Task requirements:
Find the lines of the data below that include "insert". Report their number only.

Provided information:
--------------------------------------------------

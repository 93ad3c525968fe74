pub mod logger;

pub use logger::HeuristicLogger;
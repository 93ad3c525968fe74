//! Utility modules for premisia-wbs

pub mod logging;

pub use logging::{init_logging, parse_level, LoggingConfig};
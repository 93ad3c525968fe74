//! Output formatting for the CLI
//!
//! JSON and YAML wrap the WBS with generation metadata; the human format is a
//! compact tree meant for a terminal.

use anyhow::{Context, Result};
use chrono::{DateTime, Utc};
use serde::{Deserialize, Serialize};
use std::collections::BTreeMap;

use crate::output::{Severity, Wbs, WorkStreamCategory};

const RULE: &str = "━━━━━━━━━━━━━━━━━━━━━━━━━━━━━━━━━━━━━━━━━━";

#[derive(Debug, Clone, Copy, PartialEq, Eq)]
pub enum OutputFormat {
    Json,
    Yaml,
    Human,
}

#[derive(Debug, Clone, Serialize, Deserialize)]
#[serde(rename_all = "camelCase")]
pub struct ReportMetadata {
    pub business: String,
    pub generated_at: DateTime<Utc>,
    pub generation_time_ms: u64,
    pub provider: String,
    pub model: String,
}

/// A generated WBS plus how it was produced
#[derive(Debug, Clone, Serialize, Deserialize)]
#[serde(rename_all = "camelCase")]
pub struct WbsReport {
    pub metadata: ReportMetadata,
    pub wbs: Wbs,
}

/// One registered pattern as listed by `patterns`
#[derive(Debug, Clone, Serialize, Deserialize)]
#[serde(rename_all = "camelCase")]
pub struct PatternSummary {
    pub initiative_type: String,
    pub name: String,
    pub streams: Vec<WorkStreamCategory>,
    pub total_weight: f64,
}

#[derive(Debug, Clone, Serialize, Deserialize)]
pub struct HealthStatus {
    pub available: bool,
    pub message: String,
    pub details: Option<String>,
}

impl HealthStatus {
    pub fn available(message: impl Into<String>) -> Self {
        Self {
            available: true,
            message: message.into(),
            details: None,
        }
    }

    pub fn unavailable(message: impl Into<String>) -> Self {
        Self {
            available: false,
            message: message.into(),
            details: None,
        }
    }

    pub fn with_details(mut self, details: impl Into<String>) -> Self {
        self.details = Some(details.into());
        self
    }
}

pub struct OutputFormatter {
    format: OutputFormat,
}

impl OutputFormatter {
    pub fn new(format: OutputFormat) -> Self {
        Self { format }
    }

    pub fn format_report(&self, report: &WbsReport) -> Result<String> {
        match self.format {
            OutputFormat::Json => {
                serde_json::to_string_pretty(report).context("Failed to serialize WBS to JSON")
            }
            OutputFormat::Yaml => {
                serde_yaml::to_string(report).context("Failed to serialize WBS to YAML")
            }
            OutputFormat::Human => Ok(self.format_report_human(report)),
        }
    }

    pub fn format_patterns(&self, patterns: &[PatternSummary]) -> Result<String> {
        match self.format {
            OutputFormat::Json => serde_json::to_string_pretty(patterns)
                .context("Failed to serialize patterns to JSON"),
            OutputFormat::Yaml => {
                serde_yaml::to_string(patterns).context("Failed to serialize patterns to YAML")
            }
            OutputFormat::Human => Ok(self.format_patterns_human(patterns)),
        }
    }

    pub fn format_health(&self, results: &BTreeMap<String, HealthStatus>) -> Result<String> {
        match self.format {
            OutputFormat::Json => serde_json::to_string_pretty(results)
                .context("Failed to serialize health status to JSON"),
            OutputFormat::Yaml => {
                serde_yaml::to_string(results).context("Failed to serialize health status to YAML")
            }
            OutputFormat::Human => Ok(self.format_health_human(results)),
        }
    }

    fn format_report_human(&self, report: &WbsReport) -> String {
        let wbs = &report.wbs;
        let validation = &wbs.validation_report;
        let mut output = String::new();

        if validation.is_valid && !validation.has_critical_issues() {
            output.push_str(&format!(
                "\u{2713} Work Breakdown Structure: {}\n",
                report.metadata.business
            ));
        } else {
            output.push_str(&format!(
                "\u{26A0} Work Breakdown Structure: {} (needs review)\n",
                report.metadata.business
            ));
        }
        output.push_str(RULE);
        output.push_str("\n\n");

        output.push_str(&format!(
            "Initiative:    {} ({})\n",
            wbs.intent.initiative_type,
            wbs.intent.technology_role.as_str()
        ));
        output.push_str(&format!("Model:         {}\n", wbs.intent.business_model));
        output.push_str(&format!(
            "Pattern:       {} categories\n\n",
            wbs.pattern.streams.len()
        ));

        output.push_str("Workstreams:\n");
        let count = wbs.workstreams.len();
        for (i, ws) in wbs.workstreams.iter().enumerate() {
            let is_last = i + 1 == count;
            let connector = if is_last { "\u{2514}" } else { "\u{251C}" };
            let rail = if is_last { " " } else { "\u{2502}" };

            output.push_str(&format!(
                "{}\u{2500} {} {} [{}] {:.0}% {}\n",
                connector,
                ws.id,
                ws.name,
                ws.category,
                ws.proportional_effort,
                ws.priority.as_str()
            ));
            for deliverable in &ws.deliverables {
                output.push_str(&format!("{}    - {}\n", rail, deliverable));
            }
            if !ws.dependencies.is_empty() {
                output.push_str(&format!(
                    "{}    Depends on: {}\n",
                    rail,
                    ws.dependencies.join(", ")
                ));
            }
        }
        output.push('\n');

        output.push_str(&format!(
            "Validation: coherence {:.0}% ({})\n",
            validation.coherence_score * 100.0,
            if validation.is_valid { "valid" } else { "invalid" }
        ));
        for issue in &validation.issues {
            let marker = match issue.severity {
                Severity::Critical => "\u{2717}",
                Severity::Warning => "\u{26A0}",
                Severity::Info => "i",
            };
            let affected = if issue.affected_streams.is_empty() {
                String::new()
            } else {
                format!(" [{}]", issue.affected_streams.join(", "))
            };
            output.push_str(&format!("  {} {}{}\n", marker, issue.message, affected));
        }
        for warning in &validation.warnings {
            output.push_str(&format!("  \u{26A0} {}\n", warning));
        }
        if !validation.suggestions.is_empty() {
            output.push_str("\nSuggestions:\n");
            for suggestion in &validation.suggestions {
                output.push_str(&format!("  - {}\n", suggestion));
            }
        }

        output.push_str(&format!(
            "\nConfidence: {} {:.0}%\n",
            confidence_bar(wbs.confidence),
            wbs.confidence * 100.0
        ));
        output.push_str(&format!(
            "\nGenerated in {}ms by {} ({})\n",
            report.metadata.generation_time_ms, report.metadata.provider, report.metadata.model
        ));

        output
    }

    fn format_patterns_human(&self, patterns: &[PatternSummary]) -> String {
        let mut output = String::new();

        output.push_str("Registered Patterns\n");
        output.push_str(RULE);
        output.push_str("\n\n");

        for pattern in patterns {
            output.push_str(&format!("{} ({})\n", pattern.name, pattern.initiative_type));
            let count = pattern.streams.len();
            for (i, stream) in pattern.streams.iter().enumerate() {
                let connector = if i + 1 == count { "\u{2514}" } else { "\u{251C}" };
                output.push_str(&format!(
                    "{}\u{2500} {:<26} {:>5.1}%  {}\n",
                    connector,
                    stream.category,
                    stream.weight,
                    stream.priority.as_str()
                ));
            }
            output.push_str(&format!("   Total: {:.1}%\n\n", pattern.total_weight));
        }

        output
    }

    fn format_health_human(&self, results: &BTreeMap<String, HealthStatus>) -> String {
        let mut output = String::new();

        output.push_str("Backend Health Status\n");
        output.push_str(RULE);
        output.push_str("\n\n");

        for (backend, status) in results {
            let symbol = if status.available { "\u{2713}" } else { "\u{2717}" };
            output.push_str(&format!("{} {}\n", symbol, backend));
            output.push_str(&format!("  Message: {}\n", status.message));
            if let Some(details) = &status.details {
                output.push_str(&format!("  Details: {}\n", details));
            }
            output.push('\n');
        }

        output
    }
}

fn confidence_bar(confidence: f64) -> String {
    let filled = ((confidence.clamp(0.0, 1.0) * 10.0).round()) as usize;
    "\u{2588}".repeat(filled) + &"\u{2591}".repeat(10 - filled)
}

#[cfg(test)]
mod tests {
    use super::*;
    use crate::output::{
        BusinessIntent, InitiativeType, Priority, TechnologyRole, ValidationIssue,
        ValidationResult, WorkStream, WorkStreamPattern,
    };

    fn report() -> WbsReport {
        WbsReport {
            metadata: ReportMetadata {
                business: "Bean There".to_string(),
                generated_at: Utc::now(),
                generation_time_ms: 1234,
                provider: "Anthropic".to_string(),
                model: "claude-3-5-sonnet-latest".to_string(),
            },
            wbs: Wbs {
                intent: BusinessIntent {
                    initiative_type: InitiativeType::BusinessLaunch,
                    technology_role: TechnologyRole::OperationalTool,
                    business_model: "retail".to_string(),
                    primary_value_creation: "coffee".to_string(),
                    is_physical: true,
                    is_digital: false,
                    confidence: 0.9,
                },
                pattern: WorkStreamPattern {
                    initiative_type: InitiativeType::BusinessLaunch,
                    streams: vec![WorkStreamCategory::new(
                        "legal_compliance",
                        100.0,
                        Priority::High,
                    )],
                    total_weight: Some(100.0),
                },
                workstreams: vec![WorkStream {
                    id: "WS001".to_string(),
                    name: "Permits & Licensing".to_string(),
                    category: "legal_compliance".to_string(),
                    description: "Food service permits".to_string(),
                    proportional_effort: 100.0,
                    priority: Priority::High,
                    deliverables: vec![
                        "Health permit".to_string(),
                        "Business license".to_string(),
                        "Insurance".to_string(),
                    ],
                    dependencies: vec![],
                    confidence: 0.95,
                }],
                confidence: 0.86,
                validation_report: ValidationResult {
                    is_valid: true,
                    coherence_score: 0.8,
                    issues: vec![ValidationIssue {
                        severity: Severity::Critical,
                        message: "No operations workstream".to_string(),
                        affected_streams: vec!["WS001".to_string()],
                    }],
                    warnings: vec![],
                    suggestions: vec!["Add a staffing plan".to_string()],
                },
            },
        }
    }

    #[test]
    fn test_json_report_wraps_metadata() {
        let output = OutputFormatter::new(OutputFormat::Json)
            .format_report(&report())
            .unwrap();

        let value: serde_json::Value = serde_json::from_str(&output).unwrap();
        assert_eq!(value["metadata"]["generationTimeMs"], 1234);
        assert!(value["metadata"]["generatedAt"].is_string());
        assert_eq!(value["wbs"]["workstreams"][0]["id"], "WS001");
        assert_eq!(value["wbs"]["validationReport"]["coherenceScore"], 0.8);
    }

    #[test]
    fn test_yaml_report_round_trips() {
        let output = OutputFormatter::new(OutputFormat::Yaml)
            .format_report(&report())
            .unwrap();

        let parsed: WbsReport = serde_yaml::from_str(&output).unwrap();
        assert_eq!(parsed.wbs, report().wbs);
    }

    #[test]
    fn test_human_report() {
        let output = OutputFormatter::new(OutputFormat::Human)
            .format_report(&report())
            .unwrap();

        assert!(output.contains("Bean There (needs review)"));
        assert!(output.contains("WS001 Permits & Licensing [legal_compliance] 100% high"));
        assert!(output.contains("- Health permit"));
        assert!(output.contains("No operations workstream [WS001]"));
        assert!(output.contains("Add a staffing plan"));
        assert!(output.contains("86%"));
        assert!(output.contains("1234ms"));
    }

    #[test]
    fn test_patterns_human() {
        let patterns = vec![PatternSummary {
            initiative_type: "software_development".to_string(),
            name: "Software Development".to_string(),
            streams: vec![WorkStreamCategory::new("technology_systems", 60.0, Priority::Critical)],
            total_weight: 60.0,
        }];

        let output = OutputFormatter::new(OutputFormat::Human)
            .format_patterns(&patterns)
            .unwrap();
        assert!(output.contains("Software Development (software_development)"));
        assert!(output.contains("technology_systems"));
        assert!(output.contains("60.0%"));
    }

    #[test]
    fn test_health_human() {
        let mut results = BTreeMap::new();
        results.insert("Ollama".to_string(), HealthStatus::available("Connected"));
        results.insert(
            "OpenAI".to_string(),
            HealthStatus::unavailable("API key not configured").with_details("Set OPENAI_API_KEY"),
        );

        let output = OutputFormatter::new(OutputFormat::Human)
            .format_health(&results)
            .unwrap();
        assert!(output.contains("\u{2713} Ollama"));
        assert!(output.contains("\u{2717} OpenAI"));
        assert!(output.contains("Set OPENAI_API_KEY"));
    }

    #[test]
    fn test_confidence_bar() {
        assert_eq!(confidence_bar(0.86).chars().filter(|c| *c == '\u{2588}').count(), 9);
        assert_eq!(confidence_bar(1.5).chars().count(), 10);
        assert_eq!(confidence_bar(0.0), "\u{2591}".repeat(10));
    }
}
//! Logging-based progress handler

use super::{ProgressEvent, ProgressHandler};
use tracing::{debug, error, info, warn};

/// Handler that logs progress events using tracing
#[derive(Debug, Default, Clone, Copy)]
pub struct LoggingHandler;

impl ProgressHandler for LoggingHandler {
    fn on_progress(&self, event: &ProgressEvent) {
        match event {
            ProgressEvent::Started { business } => {
                info!(business = %business, "Starting WBS generation");
            }
            ProgressEvent::StageStarted { stage } => {
                debug!(stage = %stage, "Stage started");
            }
            ProgressEvent::StageComplete { stage, duration } => {
                info!(
                    stage = %stage,
                    duration_ms = duration.as_millis(),
                    "Stage complete"
                );
            }
            ProgressEvent::StreamGenerated {
                current,
                total,
                name,
            } => {
                info!(current, total, workstream = %name, "Workstream generated");
            }
            ProgressEvent::DependencyFallback { reason } => {
                warn!(reason = %reason, "Using sequential dependency fallback");
            }
            ProgressEvent::Completed {
                workstreams,
                confidence,
                total_time,
            } => {
                info!(
                    workstreams,
                    confidence,
                    total_time_ms = total_time.as_millis(),
                    "WBS generation complete"
                );
            }
            ProgressEvent::Failed { error } => {
                error!(error = %error, "WBS generation failed");
            }
        }
    }
}
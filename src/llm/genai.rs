//! GenAI-based LLM client implementation
//!
//! This module provides an LLM client implementation using the `genai` crate,
//! supporting multiple providers (Ollama, OpenAI, Anthropic, Gemini, xAI, Groq).

use super::client::LLMClient;
use super::error::BackendError;
use super::types::{ChatMessage, LLMRequest, LLMResponse, MessageRole};
use async_trait::async_trait;
use genai::adapter::AdapterKind;
use genai::chat::{ChatMessage as GenAIChatMessage, ChatOptions, ChatRequest as GenAIChatRequest};
use genai::resolver::{AuthData, Endpoint, ServiceTargetResolver};
use genai::{Client, ServiceTarget};
use std::sync::Arc;
use std::time::Duration;
use tracing::{debug, error};

/// Environment variable overriding the provider endpoint
pub const API_BASE_URL_ENV: &str = "PREMISIA_API_BASE_URL";

type ResolverResult = Result<ServiceTarget, genai::resolver::Error>;

/// GenAI-based LLM client supporting multiple providers
///
/// Cloning the underlying `genai::Client` is cheap, which is what makes
/// [`LLMClient::with_model`] possible without re-resolving endpoints.
#[derive(Clone)]
pub struct GenAIClient {
    client: Client,
    model: String,
    provider: AdapterKind,
    timeout: Duration,
}

impl GenAIClient {
    /// Creates a new GenAI client
    ///
    /// # Arguments
    ///
    /// * `provider` - LLM provider to use
    /// * `model` - Model name (without provider prefix)
    /// * `timeout` - Per-request timeout
    pub async fn new(
        provider: AdapterKind,
        model: String,
        timeout: Duration,
    ) -> Result<Self, BackendError> {
        let custom_endpoint = std::env::var(API_BASE_URL_ENV).ok();

        let client = if let Some(endpoint_url) = custom_endpoint {
            debug!(
                "Using custom endpoint for {}: {}",
                provider.as_str(),
                endpoint_url
            );

            let resolver = ServiceTargetResolver::from_resolver_fn(
                move |service_target: ServiceTarget| -> ResolverResult {
                    let ServiceTarget { model, .. } = service_target;
                    let endpoint = Endpoint::from_owned(endpoint_url.clone());

                    let auth = match provider.default_key_env_name() {
                        Some(api_key_var) => AuthData::from_env(api_key_var),
                        None => AuthData::from_single(""),
                    };

                    Ok(ServiceTarget {
                        endpoint,
                        auth,
                        model,
                    })
                },
            );

            Client::builder()
                .with_service_target_resolver(resolver)
                .build()
        } else {
            Client::default()
        };

        debug!(
            "Creating GenAI client: provider={}, model={}",
            provider.as_str(),
            model,
        );

        Ok(Self {
            client,
            model,
            provider,
            timeout,
        })
    }

    pub fn provider(&self) -> AdapterKind {
        self.provider
    }

    fn convert_message(msg: &ChatMessage) -> GenAIChatMessage {
        match msg.role {
            MessageRole::System => GenAIChatMessage::system(&msg.content),
            MessageRole::User => GenAIChatMessage::user(&msg.content),
            MessageRole::Assistant => GenAIChatMessage::assistant(&msg.content),
        }
    }
}

#[async_trait]
impl LLMClient for GenAIClient {
    async fn chat(&self, request: LLMRequest) -> Result<LLMResponse, BackendError> {
        let start = std::time::Instant::now();

        let messages: Vec<GenAIChatMessage> =
            request.messages.iter().map(Self::convert_message).collect();
        let genai_request = GenAIChatRequest::new(messages);

        let mut options = ChatOptions::default();
        if let Some(temp) = request.temperature {
            options = options.with_temperature(temp as f64);
        }
        if let Some(max_tokens) = request.max_tokens {
            options = options.with_max_tokens(max_tokens);
        }

        let response = match tokio::time::timeout(
            self.timeout,
            self.client
                .exec_chat(&self.model, genai_request, Some(&options)),
        )
        .await
        {
            Ok(Ok(resp)) => resp,
            Ok(Err(e)) => {
                error!("{} API error: {}", self.provider.as_str(), e);
                return Err(BackendError::ApiError {
                    message: format!("{} request failed: {}", self.provider.as_str(), e),
                    status_code: None,
                });
            }
            Err(_) => {
                error!(
                    "{} request timed out after {}s",
                    self.provider.as_str(),
                    self.timeout.as_secs()
                );
                return Err(BackendError::TimeoutError {
                    seconds: self.timeout.as_secs(),
                });
            }
        };

        let content = response.first_text().unwrap_or_default().to_string();
        if content.trim().is_empty() {
            return Err(BackendError::InvalidResponse {
                message: format!("{} returned an empty response", self.provider.as_str()),
                raw_response: None,
            });
        }

        Ok(LLMResponse::text(content, start.elapsed()))
    }

    fn name(&self) -> &str {
        self.provider.as_str()
    }

    fn model_info(&self) -> Option<String> {
        Some(self.model.clone())
    }

    fn with_model(&self, model: &str) -> Option<Arc<dyn LLMClient>> {
        let mut switched = self.clone();
        switched.model = model.to_string();
        Some(Arc::new(switched))
    }
}

impl std::fmt::Debug for GenAIClient {
    fn fmt(&self, f: &mut std::fmt::Formatter<'_>) -> std::fmt::Result {
        f.debug_struct("GenAIClient")
            .field("provider", &self.provider)
            .field("model", &self.model)
            .field("timeout", &self.timeout)
            .finish()
    }
}
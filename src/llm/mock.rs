use super::client::LLMClient;
use super::error::BackendError;
use super::types::{LLMRequest, LLMResponse};
use async_trait::async_trait;
use std::collections::VecDeque;
use std::sync::{Arc, Mutex};
use std::time::Duration;

const DEFAULT_MOCK_MODEL: &str = "mock-model";

/// Scripted LLM client for tests.
///
/// Responses are served in FIFO order. Clients derived through
/// [`LLMClient::with_model`] share the same queue and call log, so a test can
/// script a whole pipeline run on one instance and still observe which model
/// each request went to.
pub struct MockLLMClient {
    state: Arc<Mutex<MockState>>,
    name: String,
    model: String,
    supports_model_switch: bool,
}

#[derive(Default)]
struct MockState {
    responses: VecDeque<MockResponse>,
    calls: Vec<MockCall>,
}

#[derive(Debug, Clone)]
pub struct MockResponse {
    pub content: String,
    pub error: Option<BackendError>,
}

/// A request observed by the mock, with the model it was routed to
#[derive(Debug, Clone)]
pub struct MockCall {
    pub model: String,
    pub request: LLMRequest,
}

impl MockResponse {
    pub fn text(content: impl Into<String>) -> Self {
        Self {
            content: content.into(),
            error: None,
        }
    }

    pub fn json(value: serde_json::Value) -> Self {
        Self::text(value.to_string())
    }

    pub fn error(error: BackendError) -> Self {
        Self {
            content: String::new(),
            error: Some(error),
        }
    }
}

impl MockLLMClient {
    pub fn new() -> Self {
        Self::with_name("MockLLM")
    }

    pub fn with_name(name: impl Into<String>) -> Self {
        Self {
            state: Arc::new(Mutex::new(MockState::default())),
            name: name.into(),
            model: DEFAULT_MOCK_MODEL.to_string(),
            supports_model_switch: true,
        }
    }

    /// Disables [`LLMClient::with_model`], mimicking a single-model provider
    pub fn without_model_switching(mut self) -> Self {
        self.supports_model_switch = false;
        self
    }

    pub fn add_response(&self, response: MockResponse) {
        self.lock().responses.push_back(response);
    }

    pub fn add_responses(&self, responses: impl IntoIterator<Item = MockResponse>) {
        let mut state = self.lock();
        for response in responses {
            state.responses.push_back(response);
        }
    }

    pub fn remaining_responses(&self) -> usize {
        self.lock().responses.len()
    }

    pub fn calls(&self) -> Vec<MockCall> {
        self.lock().calls.clone()
    }

    pub fn call_count(&self) -> usize {
        self.lock().calls.len()
    }

    fn lock(&self) -> std::sync::MutexGuard<'_, MockState> {
        // A poisoned lock only means another test thread panicked mid-push.
        self.state.lock().unwrap_or_else(|e| e.into_inner())
    }
}

impl Default for MockLLMClient {
    fn default() -> Self {
        Self::new()
    }
}

#[async_trait]
impl LLMClient for MockLLMClient {
    async fn chat(&self, request: LLMRequest) -> Result<LLMResponse, BackendError> {
        let response = {
            let mut state = self.lock();
            state.calls.push(MockCall {
                model: self.model.clone(),
                request,
            });
            state.responses.pop_front()
        }
        .ok_or_else(|| BackendError::other("MockLLMClient: No more responses in queue"))?;

        if let Some(error) = response.error {
            return Err(error);
        }

        Ok(LLMResponse::text(response.content, Duration::from_millis(10)))
    }

    fn name(&self) -> &str {
        &self.name
    }

    fn model_info(&self) -> Option<String> {
        Some(self.model.clone())
    }

    fn with_model(&self, model: &str) -> Option<Arc<dyn LLMClient>> {
        if !self.supports_model_switch {
            return None;
        }

        Some(Arc::new(MockLLMClient {
            state: Arc::clone(&self.state),
            name: self.name.clone(),
            model: model.to_string(),
            supports_model_switch: true,
        }))
    }
}

impl std::fmt::Debug for MockLLMClient {
    fn fmt(&self, f: &mut std::fmt::Formatter<'_>) -> std::fmt::Result {
        f.debug_struct("MockLLMClient")
            .field("name", &self.name)
            .field("model", &self.model)
            .field("remaining_responses", &self.remaining_responses())
            .finish()
    }
}
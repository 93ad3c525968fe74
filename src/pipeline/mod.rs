//! WBS generation pipeline
//!
//! Stages run strictly in sequence, each awaiting its LLM call before the
//! next begins. Two failures are recovered locally: plugin patterns with bad
//! weights fall back to a generated pattern, and a failed dependency-linking
//! call falls back to a sequential chain. Everything else propagates.

pub mod confidence;
pub mod config;
pub mod context;
pub mod error;
pub mod orchestrator;
pub mod phase_trait;
pub mod phases;
pub mod strategy;

pub use confidence::{compose_confidence, stream_confidence};
pub use config::PipelineConfig;
pub use context::PipelineContext;
pub use error::PipelineError;
pub use orchestrator::WbsBuilder;
pub use phase_trait::PipelineStage;
pub use phases::{
    adjust_pattern, infer_basic_dependencies, AdaptivePatternWeighter, AnalyzerInput,
    BusinessAnalyzer, OptimizerInput, PatternProvider, SemanticValidator, StreamOptimizer,
    StreamProgressCallback, ValidatorInput, WeighterInput,
};
pub use strategy::{resolve_profile, StaticStrategyProfiler, StrategyProfiler};
use premisia_wbs::cli::commands::{CliArgs, Commands};
use premisia_wbs::cli::handlers::{handle_build, handle_health, handle_patterns};
use premisia_wbs::util::{init_logging, parse_level, LoggingConfig};
use premisia_wbs::VERSION;

use clap::Parser;
use tracing::{debug, Level};

#[tokio::main]
async fn main() {
    let args = CliArgs::parse();
    init_logging_from_args(&args);

    debug!("premisia-wbs v{} starting", VERSION);
    debug!("Arguments: {:?}", args);

    let exit_code = match &args.command {
        Commands::Build(build_args) => handle_build(build_args, args.quiet).await,
        Commands::Patterns(patterns_args) => handle_patterns(patterns_args),
        Commands::Health(health_args) => handle_health(health_args).await,
    };

    std::process::exit(exit_code);
}

fn init_logging_from_args(args: &CliArgs) {
    let mut config = LoggingConfig::from_env();

    if let Some(level_str) = &args.log_level {
        config.level = level_or_info(level_str);
    } else if args.verbose {
        config.level = Level::DEBUG;
    } else if args.quiet {
        config.level = Level::ERROR;
    }

    init_logging(config);
}

fn level_or_info(level_str: &str) -> Level {
    parse_level(level_str).unwrap_or_else(|| {
        eprintln!(
            "Invalid log level '{}', defaulting to INFO. Valid levels: trace, debug, info, warn, error",
            level_str
        );
        Level::INFO
    })
}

--------------------------------------------------

Completed task:
2